Recently, the NC State University has published an update on the CMF technology testing. Their joint tests with the U.S. Army’s Aviation Applied Technology Directorate showed that the CMF armor is capable of stopping the shrapnel from high explosive-incendiary (HEI) projectiles of 23x152mmB rounds. The most common weapon chambered in this caliber is the Soviet ZU-23 anti-aircraft double barrel autocannon which is widely used in current conflict zones in anti-materiel and anti-personnel roles. The goal of the test was to find out the composite metal foam’s capabilities in vehicle protection roles.
They fired a 23mm HEI round at a 2.3mm thick aluminum strike plate with 9.5mm and 16.75mm steel-CMF plates located at an 18″ distance behind the strike plate. The HEI shell exploded on impacting and penetrating the aluminum plate applying all the explosion force and shrapnel to the CMF plates. You can see that test in the video embedded below.

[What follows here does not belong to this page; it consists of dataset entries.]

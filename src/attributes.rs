//! Metadata attribute boundary
//!
//! Stream metadata arrives as string attributes (the server's XML attributes,
//! or JSON values flattened to strings). Values are coerced to typed fields
//! once, when a [`Stream`] is built, and written back in the same encoding.

use std::collections::BTreeMap;

use serde_json::Value;

use crate::stream::Stream;
use crate::types::StreamType;

/// Raw attribute map of one stream
pub type Attributes = BTreeMap<String, String>;

// Attribute names as used by the server.
const STREAM_TYPE: &str = "streamType";
const CODEC: &str = "codec";
const CHANNELS: &str = "channels";
const LANGUAGE_CODE: &str = "languageCode";
const LANGUAGE: &str = "language";
const FORMAT: &str = "format";
const KEY: &str = "key";
const FORCED: &str = "forced";
const SELECTED: &str = "selected";
const INDEX: &str = "index";
const ID: &str = "id";

/// Non-empty string value; empty strings count as absent.
fn text(attrs: &Attributes, name: &str) -> Option<String> {
    attrs
        .get(name)
        .filter(|v| !v.is_empty())
        .map(|v| v.to_string())
}

/// Integer value; unparseable values count as absent.
fn int(attrs: &Attributes, name: &str) -> Option<i64> {
    let value = attrs.get(name)?;
    match value.trim().parse::<i64>() {
        Ok(n) => Some(n),
        Err(_) => {
            if !value.is_empty() {
                tracing::debug!("attribute {}={:?} is not an integer", name, value);
            }
            None
        }
    }
}

/// Boolean flag: "1" or "true", anything else is `false`.
fn flag(attrs: &Attributes, name: &str) -> bool {
    attrs
        .get(name)
        .map(|v| {
            let v = v.trim();
            v == "1" || v.eq_ignore_ascii_case("true")
        })
        .unwrap_or(false)
}

impl Stream {
    /// Build a stream from its raw metadata attributes.
    ///
    /// Missing or malformed values never fail: integers fall back to absent
    /// (or `Unknown` for the stream type) and flags to `false`.
    pub fn from_attributes(attrs: &Attributes) -> Stream {
        let stream_type = StreamType::from_i64(int(attrs, STREAM_TYPE).unwrap_or(0));

        let mut stream = Stream::new(stream_type);
        stream.codec = text(attrs, CODEC);
        stream.channels = int(attrs, CHANNELS)
            .and_then(|n| u32::try_from(n).ok());
        stream.language_code = text(attrs, LANGUAGE_CODE);
        stream.language = text(attrs, LANGUAGE);
        stream.format = text(attrs, FORMAT);
        stream.key = text(attrs, KEY);
        stream.forced = flag(attrs, FORCED);
        stream.index = int(attrs, INDEX);
        stream.id = int(attrs, ID);

        // Selection is an integer flag: only "1" counts.
        stream.set_selected(int(attrs, SELECTED) == Some(1));

        stream
    }

    /// Encode the stream back into metadata attributes.
    pub fn to_attributes(&self) -> Attributes {
        let mut attrs = Attributes::new();
        attrs.insert(STREAM_TYPE.to_string(), self.stream_type().as_i64().to_string());

        let optional = [
            (CODEC, self.codec.clone()),
            (CHANNELS, self.channels.map(|n| n.to_string())),
            (LANGUAGE_CODE, self.language_code.clone()),
            (LANGUAGE, self.language.clone()),
            (FORMAT, self.format.clone()),
            (KEY, self.key.clone()),
            (INDEX, self.index.map(|n| n.to_string())),
            (ID, self.id.map(|n| n.to_string())),
        ];
        for (name, value) in optional {
            if let Some(value) = value {
                attrs.insert(name.to_string(), value);
            }
        }

        let forced = if self.forced { "1" } else { "0" };
        attrs.insert(FORCED.to_string(), forced.to_string());
        attrs.insert(SELECTED.to_string(), self.selected_value().to_string());
        attrs
    }
}

/// Flatten a JSON stream object into string attributes.
///
/// Strings are kept, numbers are formatted, booleans become "1"/"0".
/// Nulls and nested values are dropped. Returns `None` for non-objects.
pub fn attributes_from_json(value: &Value) -> Option<Attributes> {
    let object = value.as_object()?;

    let attrs = object
        .iter()
        .filter_map(|(name, value)| {
            let value = match value {
                Value::String(s) => s.clone(),
                Value::Number(n) => n.to_string(),
                Value::Bool(b) => (if *b { "1" } else { "0" }).to_string(),
                Value::Null | Value::Array(_) | Value::Object(_) => return None,
            };
            Some((name.clone(), value))
        })
        .collect();

    Some(attrs)
}

#[cfg(test)]
mod tests {
    use super::*;
    use serde_json::json;

    fn attrs(pairs: &[(&str, &str)]) -> Attributes {
        pairs
            .iter()
            .map(|(k, v)| (k.to_string(), v.to_string()))
            .collect()
    }

    #[test]
    fn test_from_attributes_audio() {
        let s = Stream::from_attributes(&attrs(&[
            ("streamType", "2"),
            ("codec", "ac3"),
            ("channels", "6"),
            ("languageCode", "rus"),
            ("language", "Русский"),
            ("selected", "1"),
            ("index", "1"),
            ("id", "4711"),
        ]));
        assert_eq!(s.stream_type(), StreamType::Audio);
        assert_eq!(s.channels, Some(6));
        assert!(s.is_selected());
        assert!(!s.forced);
        assert_eq!(s.id, Some(4711));
        assert_eq!(s.title(), "Russian (AC3 5.1)");
    }

    #[test]
    fn test_malformed_values_default() {
        let s = Stream::from_attributes(&attrs(&[
            ("streamType", "audio"),
            ("channels", "six"),
            ("selected", "true"),
            ("key", ""),
        ]));
        assert_eq!(s.stream_type(), StreamType::Unknown);
        assert_eq!(s.channels, None);
        assert!(!s.is_selected());
        assert!(s.is_embedded());
    }

    #[test]
    fn test_negative_and_zero_channels() {
        let s = Stream::from_attributes(&attrs(&[("streamType", "2"), ("channels", "-2")]));
        assert_eq!(s.channels, None);
        let s = Stream::from_attributes(&attrs(&[("streamType", "2"), ("channels", "0")]));
        assert_eq!(s.channels, Some(0));
        assert_eq!(s.title(), "Unknown");
    }

    #[test]
    fn test_forced_flag_encodings() {
        for (value, expected) in [("1", true), ("true", true), ("TRUE", true), ("0", false), ("", false)] {
            let s = Stream::from_attributes(&attrs(&[("streamType", "3"), ("forced", value)]));
            assert_eq!(s.forced, expected, "forced={:?}", value);
        }
    }

    #[test]
    fn test_to_attributes_selection_encoding() {
        let mut s = Stream::from_attributes(&attrs(&[("streamType", "3"), ("codec", "srt")]));
        s.set_selected(true);
        let out = s.to_attributes();
        assert_eq!(out.get("selected").map(String::as_str), Some("1"));
        assert_eq!(out.get("forced").map(String::as_str), Some("0"));
        assert_eq!(out.get("streamType").map(String::as_str), Some("3"));
        assert!(!out.contains_key("key"));

        s.set_selected(false);
        assert_eq!(s.to_attributes().get("selected").map(String::as_str), Some("0"));
    }

    #[test]
    fn test_attributes_from_json() {
        let value = json!({
            "streamType": 3,
            "codec": "srt",
            "forced": true,
            "selected": false,
            "key": null,
            "tags": ["a"],
        });
        let a = attributes_from_json(&value).unwrap();
        assert_eq!(a.get("streamType").map(String::as_str), Some("3"));
        assert_eq!(a.get("forced").map(String::as_str), Some("1"));
        assert_eq!(a.get("selected").map(String::as_str), Some("0"));
        assert!(!a.contains_key("key"));
        assert!(!a.contains_key("tags"));

        assert!(attributes_from_json(&json!([1, 2])).is_none());
    }
}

Both CMF plates managed to withstand the shockwave of the explosion. The thicker 16.75mm plate stopped all the fragments of the exploded projectile whereas the 9.5mm plate was penetrated by some of them. According to the researchers, a 10mm plate would have sufficient thickness to stop all the shrapnel fragments.
Here is what Afsaneh Rabiei said about this test:
In short, we found that steel-CMF offers much more protection than all other existing armor materials while lowering the weight remarkably. We can provide as much protection as existing steel armor at a fraction of the weight – or provide much more protection at the same weight.
Many military vehicles use armor made of rolled homogeneous steel, which weighs three times as much as our steel-CMF. Based on tests like these, we believe we can replace that rolled steel with steel-CMF without sacrificing safety, better blocking not only the fragments but also the blast waves that are responsible for trauma such as major brain injuries. That would reduce vehicle weight significantly, improving fuel mileage and vehicle performance.
The researchers will proceed to the next stages of testing where the composite metal foam plates will be tested against IEDs.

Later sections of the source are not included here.